Required action:
From the entries below, transcribe exactly the lines between the line holding "use crate::auth::AuthenticatedUser;" and the line holding "use crate::state::AppState;", inclusive; skip all other lines.

★ ★ ★

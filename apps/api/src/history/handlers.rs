//! Axum route handlers for session history and the session operations that
//! merge AI output back into stored sessions.

use axum::{
    extract::{Path, Query, State},
    http::{header, HeaderValue, StatusCode},
    response::{IntoResponse, Response},
    Json,
};
use chrono::Utc;
use percent_encoding::{utf8_percent_encode, AsciiSet, NON_ALPHANUMERIC};
use serde::{Deserialize, Serialize};
use tracing::info;
use uuid::Uuid;

use crate::analysis::models::{AnalysisResult, RiskLevel};
use crate::auth::AuthenticatedUser;
use crate::calendar::{export_file_name, render_obligations};
use crate::documents::{Document, DocumentDownload};
use crate::errors::AppError;
use crate::history::library::{filter_messages, visible_suggestions};
use crate::history::models::{ChatMessage, ChatSession, CompareSession, HistoryItem};
use crate::history::store;
use crate::state::AppState;

/// RFC 5987 `attr-char`s stay literal in `filename*`; everything else is encoded.
const FILENAME_ENCODE_SET: &AsciiSet = &NON_ALPHANUMERIC
    .remove(b'!')
    .remove(b'#')
    .remove(b'$')
    .remove(b'&')
    .remove(b'+')
    .remove(b'-')
    .remove(b'.')
    .remove(b'^')
    .remove(b'_')
    .remove(b'`')
    .remove(b'|')
    .remove(b'~');

// ────────────────────────────────────────────────────────────────────────────
// Request / Response types
// ────────────────────────────────────────────────────────────────────────────

#[derive(Debug, Deserialize)]
pub struct CreateChatRequest {
    pub document: Document,
}

#[derive(Debug, Deserialize)]
pub struct CompareRequest {
    pub document_a: Option<Document>,
    pub document_b: Option<Document>,
}

#[derive(Debug, Deserialize)]
pub struct RiskLevelRequest {
    pub risk_level: RiskLevel,
}

#[derive(Debug, Deserialize)]
pub struct AskRequest {
    pub question: String,
}

#[derive(Debug, Deserialize)]
pub struct TranscriptQuery {
    pub q: Option<String>,
}

#[derive(Debug, Serialize)]
pub struct ClearHistoryResponse {
    pub deleted: u64,
}

#[derive(Debug, Serialize)]
pub struct TranscriptResponse {
    pub messages: Vec<ChatMessage>,
    pub suggested_questions: Option<Vec<String>>,
}

#[derive(Debug, Serialize)]
pub struct AskResponse {
    pub question: ChatMessage,
    pub answer: ChatMessage,
}

// ────────────────────────────────────────────────────────────────────────────
// History
// ────────────────────────────────────────────────────────────────────────────

/// GET /api/v1/history
pub async fn handle_list_history(
    State(state): State<AppState>,
    user: AuthenticatedUser,
) -> Result<Json<Vec<HistoryItem>>, AppError> {
    Ok(Json(store::list_for_user(&state.db, user.user_id).await?))
}

/// DELETE /api/v1/history
pub async fn handle_clear_history(
    State(state): State<AppState>,
    user: AuthenticatedUser,
) -> Result<Json<ClearHistoryResponse>, AppError> {
    let deleted = store::clear(&state.db, user.user_id).await?;
    Ok(Json(ClearHistoryResponse { deleted }))
}

/// GET /api/v1/history/:id
pub async fn handle_get_history_item(
    State(state): State<AppState>,
    user: AuthenticatedUser,
    Path(id): Path<Uuid>,
) -> Result<Json<HistoryItem>, AppError> {
    Ok(Json(store::get(&state.db, user.user_id, id).await?))
}

/// DELETE /api/v1/history/:id
pub async fn handle_delete_history_item(
    State(state): State<AppState>,
    user: AuthenticatedUser,
    Path(id): Path<Uuid>,
) -> Result<StatusCode, AppError> {
    store::delete(&state.db, user.user_id, id).await?;
    Ok(StatusCode::NO_CONTENT)
}

// ────────────────────────────────────────────────────────────────────────────
// Chat sessions
// ────────────────────────────────────────────────────────────────────────────

/// POST /api/v1/sessions/chat
///
/// Starts a chat session for a document. Analysis runs separately.
pub async fn handle_create_chat(
    State(state): State<AppState>,
    user: AuthenticatedUser,
    Json(req): Json<CreateChatRequest>,
) -> Result<(StatusCode, Json<ChatSession>), AppError> {
    validate_document(&req.document)?;
    let session = store::insert_chat(&state.db, user.user_id, &req.document).await?;
    Ok((StatusCode::CREATED, Json(session)))
}

/// POST /api/v1/sessions/:id/demystify
///
/// Runs the full analysis on the session's document and stores the result.
/// A failed analysis leaves the session untouched.
pub async fn handle_demystify(
    State(state): State<AppState>,
    user: AuthenticatedUser,
    Path(id): Path<Uuid>,
) -> Result<Json<AnalysisResult>, AppError> {
    let session = store::get_chat(&state.db, user.user_id, id).await?;

    info!("Analyzing document '{}' for session {id}", session.document.name);
    let analysis = state.analyst.demystify(&session.document).await?;

    store::set_analysis(&state.db, user.user_id, id, &analysis).await?;
    Ok(Json(analysis))
}

/// PATCH /api/v1/sessions/:id/risks/:index
pub async fn handle_update_risk_level(
    State(state): State<AppState>,
    user: AuthenticatedUser,
    Path((id, index)): Path<(Uuid, usize)>,
    Json(req): Json<RiskLevelRequest>,
) -> Result<Json<AnalysisResult>, AppError> {
    let analysis =
        store::update_risk_level(&state.db, user.user_id, id, index, req.risk_level).await?;
    Ok(Json(analysis))
}

/// GET /api/v1/sessions/:id/messages?q=
pub async fn handle_get_messages(
    State(state): State<AppState>,
    user: AuthenticatedUser,
    Path(id): Path<Uuid>,
    Query(query): Query<TranscriptQuery>,
) -> Result<Json<TranscriptResponse>, AppError> {
    let session = store::get_chat(&state.db, user.user_id, id).await?;
    let q = query.q.as_deref();

    Ok(Json(TranscriptResponse {
        messages: filter_messages(&session.messages, q),
        suggested_questions: visible_suggestions(&session, q),
    }))
}

/// POST /api/v1/sessions/:id/messages
///
/// Asks a follow-up question. Both the question and the answer are stored
/// only once the answer arrives.
pub async fn handle_ask(
    State(state): State<AppState>,
    user: AuthenticatedUser,
    Path(id): Path<Uuid>,
    Json(req): Json<AskRequest>,
) -> Result<Json<AskResponse>, AppError> {
    let question = req.question.trim();
    if question.is_empty() {
        return Err(AppError::Validation("question cannot be empty".to_string()));
    }

    let session = store::get_chat(&state.db, user.user_id, id).await?;
    let analysis = session.analysis.as_ref().ok_or_else(|| {
        AppError::UnprocessableEntity(
            "Analyze the document before asking questions about it".to_string(),
        )
    })?;

    let answer = state
        .analyst
        .ask(question, &analysis.text, &session.messages)
        .await?;

    let question = ChatMessage::user(question);
    let answer = ChatMessage::ai(answer);
    store::append_messages(
        &state.db,
        user.user_id,
        id,
        &[question.clone(), answer.clone()],
    )
    .await?;

    Ok(Json(AskResponse { question, answer }))
}

/// GET /api/v1/sessions/:id/obligations.ics
pub async fn handle_export_obligations(
    State(state): State<AppState>,
    user: AuthenticatedUser,
    Path(id): Path<Uuid>,
) -> Result<Response, AppError> {
    let session = store::get_chat(&state.db, user.user_id, id).await?;
    let analysis = session.analysis.as_ref().ok_or_else(|| {
        AppError::UnprocessableEntity(format!("Session {id} has not been analyzed yet"))
    })?;

    let ics = render_obligations(&session.document.name, &analysis.obligations, Utc::now())?;
    let file_name = export_file_name(session.document.stem());

    Ok(attachment(
        "text/calendar; charset=utf-8",
        &file_name,
        ics.into_bytes(),
    ))
}

// ────────────────────────────────────────────────────────────────────────────
// Compare sessions
// ────────────────────────────────────────────────────────────────────────────

/// POST /api/v1/sessions/compare
///
/// Compares two documents and records the result as a new session.
pub async fn handle_compare(
    State(state): State<AppState>,
    user: AuthenticatedUser,
    Json(req): Json<CompareRequest>,
) -> Result<(StatusCode, Json<CompareSession>), AppError> {
    let (Some(document_a), Some(document_b)) = (req.document_a, req.document_b) else {
        return Err(AppError::Validation(
            "Please upload both documents before comparing.".to_string(),
        ));
    };
    validate_document(&document_a)?;
    validate_document(&document_b)?;

    info!(
        "Comparing '{}' with '{}' for user {}",
        document_a.name, document_b.name, user.user_id
    );
    let comparison = state.analyst.compare(&document_a, &document_b).await?;

    let session = store::insert_compare(
        &state.db,
        user.user_id,
        &document_a,
        &document_b,
        Some(&comparison),
    )
    .await?;
    Ok((StatusCode::CREATED, Json(session)))
}

// ────────────────────────────────────────────────────────────────────────────
// Downloads
// ────────────────────────────────────────────────────────────────────────────

/// GET /api/v1/sessions/:id/documents/:slot/download
///
/// `slot` is `document` for chat sessions, `a` or `b` for compare sessions.
pub async fn handle_download_document(
    State(state): State<AppState>,
    user: AuthenticatedUser,
    Path((id, slot)): Path<(Uuid, String)>,
) -> Result<Response, AppError> {
    let item = store::get(&state.db, user.user_id, id).await?;
    let document = select_document(&item, &slot)?;
    let DocumentDownload {
        file_name,
        mime_type,
        bytes,
    } = document.download()?;

    Ok(attachment(&mime_type, &file_name, bytes))
}

fn select_document<'a>(item: &'a HistoryItem, slot: &str) -> Result<&'a Document, AppError> {
    match (item, slot) {
        (HistoryItem::Chat(chat), "document") => Ok(&chat.document),
        (HistoryItem::Compare(compare), "a") => Ok(&compare.document_a),
        (HistoryItem::Compare(compare), "b") => Ok(&compare.document_b),
        _ => Err(AppError::NotFound(format!(
            "Session {} has no document '{slot}'",
            item.id()
        ))),
    }
}

fn validate_document(document: &Document) -> Result<(), AppError> {
    if document.name.trim().is_empty() {
        return Err(AppError::Validation("document name cannot be empty".to_string()));
    }
    if document.content.trim().is_empty() {
        return Err(AppError::Validation(format!(
            "document '{}' has no content",
            document.name
        )));
    }
    document.data_uri()?;
    Ok(())
}

/// `Content-Disposition` with an ASCII `filename` fallback and the exact
/// UTF-8 name in `filename*` (RFC 6266).
fn content_disposition(file_name: &str) -> HeaderValue {
    let fallback: String = file_name
        .chars()
        .map(|c| {
            if c == '"' || c == '\\' || !c.is_ascii() || c.is_ascii_control() {
                '_'
            } else {
                c
            }
        })
        .collect();
    let encoded = utf8_percent_encode(file_name, FILENAME_ENCODE_SET);
    HeaderValue::from_str(&format!(
        "attachment; filename=\"{fallback}\"; filename*=UTF-8''{encoded}"
    ))
    .unwrap_or_else(|_| HeaderValue::from_static("attachment"))
}

fn attachment(content_type: &str, file_name: &str, bytes: Vec<u8>) -> Response {
    let disposition = content_disposition(file_name);
    let content_type = HeaderValue::from_str(content_type)
        .unwrap_or_else(|_| HeaderValue::from_static("application/octet-stream"));

    (
        [
            (header::CONTENT_TYPE, content_type),
            (header::CONTENT_DISPOSITION, disposition),
        ],
        bytes,
    )
        .into_response()
}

★ ★ ★

Your solution:
use crate::auth::AuthenticatedUser;
use crate::calendar::{export_file_name, render_obligations};
use crate::documents::{Document, DocumentDownload};
use crate::errors::AppError;
use crate::history::library::{filter_messages, visible_suggestions};
use crate::history::models::{ChatMessage, ChatSession, CompareSession, HistoryItem};
use crate::history::store;
use crate::state::AppState;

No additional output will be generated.